(Dataset entries)
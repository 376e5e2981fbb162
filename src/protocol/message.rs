use chrono::{DateTime, Utc};
use serde::{Deserialize, Serialize};
use serde_json::{Map, Value};
use std::fmt;
use std::str::FromStr;

use super::ProtocolError;

/// Analyses the dispatcher knows how to run
#[derive(Debug, Clone, Copy, PartialEq, Eq, Hash, Serialize, Deserialize)]
#[serde(rename_all = "lowercase")]
pub enum TaskType {
    Screenshot,
    Performance,
    Images,
    Technologies,
    Seo,
    /// Every concrete task, run in parallel and merged under their own names
    All,
}

impl TaskType {
    /// The task types `All` fans out to
    pub const CONCRETE: [TaskType; 5] = [
        TaskType::Screenshot,
        TaskType::Performance,
        TaskType::Images,
        TaskType::Technologies,
        TaskType::Seo,
    ];

    pub fn as_str(&self) -> &'static str {
        match self {
            TaskType::Screenshot => "screenshot",
            TaskType::Performance => "performance",
            TaskType::Images => "images",
            TaskType::Technologies => "technologies",
            TaskType::Seo => "seo",
            TaskType::All => "all",
        }
    }

    pub fn is_composite(&self) -> bool {
        matches!(self, TaskType::All)
    }
}

impl fmt::Display for TaskType {
    fn fmt(&self, f: &mut fmt::Formatter<'_>) -> fmt::Result {
        f.write_str(self.as_str())
    }
}

impl FromStr for TaskType {
    type Err = ProtocolError;

    fn from_str(s: &str) -> Result<Self, Self::Err> {
        match s.to_ascii_lowercase().as_str() {
            "screenshot" => Ok(TaskType::Screenshot),
            "performance" => Ok(TaskType::Performance),
            "images" => Ok(TaskType::Images),
            "technologies" => Ok(TaskType::Technologies),
            "seo" => Ok(TaskType::Seo),
            "all" => Ok(TaskType::All),
            other => Err(ProtocolError::invalid(format!("unknown task type: {}", other))),
        }
    }
}

/// A single protocol message
#[derive(Debug, Clone, PartialEq, Serialize, Deserialize)]
#[serde(tag = "message_type", rename_all = "lowercase")]
pub enum Message {
    /// Ask the dispatcher to run a task against a page
    Request {
        task_type: TaskType,
        url: String,
        #[serde(default = "Utc::now")]
        timestamp: DateTime<Utc>,
        #[serde(default)]
        params: Map<String, Value>,
    },

    /// Successful task result
    Response {
        task_type: TaskType,
        result: Value,
        #[serde(default = "Utc::now")]
        timestamp: DateTime<Utc>,
        #[serde(default)]
        metadata: Map<String, Value>,
    },

    /// Failure report, always the last message on a connection
    Error {
        #[serde(default)]
        task_type: Option<TaskType>,
        error_message: String,
        #[serde(default = "Utc::now")]
        timestamp: DateTime<Utc>,
        #[serde(default)]
        details: Map<String, Value>,
    },

    /// Liveness check
    Ping {
        #[serde(default = "Utc::now")]
        timestamp: DateTime<Utc>,
    },

    /// Answer to a ping
    Pong {
        #[serde(default = "Utc::now")]
        timestamp: DateTime<Utc>,
        #[serde(default)]
        details: Map<String, Value>,
    },
}

impl Message {
    pub fn request(task_type: TaskType, url: impl Into<String>, params: Map<String, Value>) -> Self {
        Message::Request {
            task_type,
            url: url.into(),
            timestamp: Utc::now(),
            params,
        }
    }

    pub fn response(task_type: TaskType, result: Value, metadata: Map<String, Value>) -> Self {
        Message::Response {
            task_type,
            result,
            timestamp: Utc::now(),
            metadata,
        }
    }

    pub fn error(error_message: impl Into<String>, task_type: Option<TaskType>) -> Self {
        Message::Error {
            task_type,
            error_message: error_message.into(),
            timestamp: Utc::now(),
            details: Map::new(),
        }
    }

    pub fn ping() -> Self {
        Message::Ping { timestamp: Utc::now() }
    }

    pub fn pong(details: Map<String, Value>) -> Self {
        Message::Pong {
            timestamp: Utc::now(),
            details,
        }
    }

    /// Wire name of the discriminator
    pub fn kind(&self) -> &'static str {
        match self {
            Message::Request { .. } => "request",
            Message::Response { .. } => "response",
            Message::Error { .. } => "error",
            Message::Ping { .. } => "ping",
            Message::Pong { .. } => "pong",
        }
    }

    /// Check the per-variant invariants that the type system cannot express
    pub fn validate(&self) -> Result<(), ProtocolError> {
        match self {
            Message::Request { url, .. } if url.trim().is_empty() => {
                Err(ProtocolError::invalid("request without 'url'"))
            }
            Message::Error { error_message, .. } if error_message.trim().is_empty() => {
                Err(ProtocolError::invalid("error without 'error_message'"))
            }
            _ => Ok(()),
        }
    }

    /// Validate a raw JSON payload and turn it into a typed message.
    ///
    /// Field presence is checked on the raw object first so that a missing
    /// field is reported by name rather than as a generic serde error.
    pub fn from_value(value: Value) -> Result<Self, ProtocolError> {
        let object = value
            .as_object()
            .ok_or_else(|| ProtocolError::invalid("message is not a JSON object"))?;

        let kind = object
            .get("message_type")
            .and_then(Value::as_str)
            .ok_or_else(|| ProtocolError::invalid("message without 'message_type'"))?;

        let required: &[&str] = match kind {
            "request" => &["task_type", "url"],
            "response" => &["task_type", "result"],
            "error" => &["error_message"],
            "ping" | "pong" => &[],
            other => {
                return Err(ProtocolError::invalid(format!("unknown message type: {}", other)));
            }
        };

        for field in required {
            if !object.contains_key(*field) {
                return Err(ProtocolError::invalid(format!("{} without '{}'", kind, field)));
            }
        }

        let message: Message =
            serde_json::from_value(value).map_err(|e| ProtocolError::invalid(e.to_string()))?;
        message.validate()?;

        Ok(message)
    }
}

#[cfg(test)]
mod tests {
    use super::*;
    use serde_json::json;

    #[test]
    fn test_task_type_names() {
        for task in TaskType::CONCRETE {
            assert_eq!(task.as_str().parse::<TaskType>().unwrap(), task);
            assert!(!task.is_composite());
        }
        assert_eq!("ALL".parse::<TaskType>().unwrap(), TaskType::All);
        assert!("thumbnails".parse::<TaskType>().is_err());
    }

    #[test]
    fn test_request_wire_shape() {
        let mut params = Map::new();
        params.insert("html".to_string(), json!("<html></html>"));
        let message = Message::request(TaskType::Seo, "https://example.com", params);

        let value = serde_json::to_value(&message).unwrap();
        assert_eq!(value["message_type"], "request");
        assert_eq!(value["task_type"], "seo");
        assert_eq!(value["url"], "https://example.com");
        assert_eq!(value["params"]["html"], "<html></html>");
        assert!(value["timestamp"].is_string());
    }

    #[test]
    fn test_validation_rejects_missing_fields() {
        let err = Message::from_value(json!({"message_type": "request", "task_type": "seo"}))
            .unwrap_err();
        assert!(err.to_string().contains("'url'"));

        let err = Message::from_value(json!({"message_type": "response", "task_type": "seo"}))
            .unwrap_err();
        assert!(err.to_string().contains("'result'"));

        let err = Message::from_value(json!({"message_type": "error"})).unwrap_err();
        assert!(err.to_string().contains("'error_message'"));

        let err = Message::from_value(json!({"url": "https://example.com"})).unwrap_err();
        assert!(err.to_string().contains("message_type"));
    }

    #[test]
    fn test_validation_rejects_unknown_discriminators() {
        let err = Message::from_value(json!({"message_type": "shutdown"})).unwrap_err();
        assert!(matches!(err, ProtocolError::Invalid(_)));

        let err = Message::from_value(json!({
            "message_type": "request",
            "task_type": "thumbnails",
            "url": "https://example.com"
        }))
        .unwrap_err();
        assert!(matches!(err, ProtocolError::Invalid(_)));
    }

    #[test]
    fn test_validation_rejects_empty_required_strings() {
        let err = Message::from_value(json!({
            "message_type": "request",
            "task_type": "all",
            "url": "  "
        }))
        .unwrap_err();
        assert!(matches!(err, ProtocolError::Invalid(_)));

        assert!(Message::error("", None).validate().is_err());
        assert!(Message::error("boom", Some(TaskType::Seo)).validate().is_ok());
    }

    #[test]
    fn test_optional_fields_default() {
        let message = Message::from_value(json!({
            "message_type": "request",
            "task_type": "images",
            "url": "https://example.com"
        }))
        .unwrap();

        match message {
            Message::Request { task_type, params, .. } => {
                assert_eq!(task_type, TaskType::Images);
                assert!(params.is_empty());
            }
            other => panic!("unexpected message: {:?}", other),
        }
    }
}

▸ **What is required**: I need each line of the entries that holds the string "Technologies" located and copied.

▸ **Answer to the exercise**:
    Technologies,
        TaskType::Technologies,
            TaskType::Technologies => "technologies",
            "technologies" => Ok(TaskType::Technologies),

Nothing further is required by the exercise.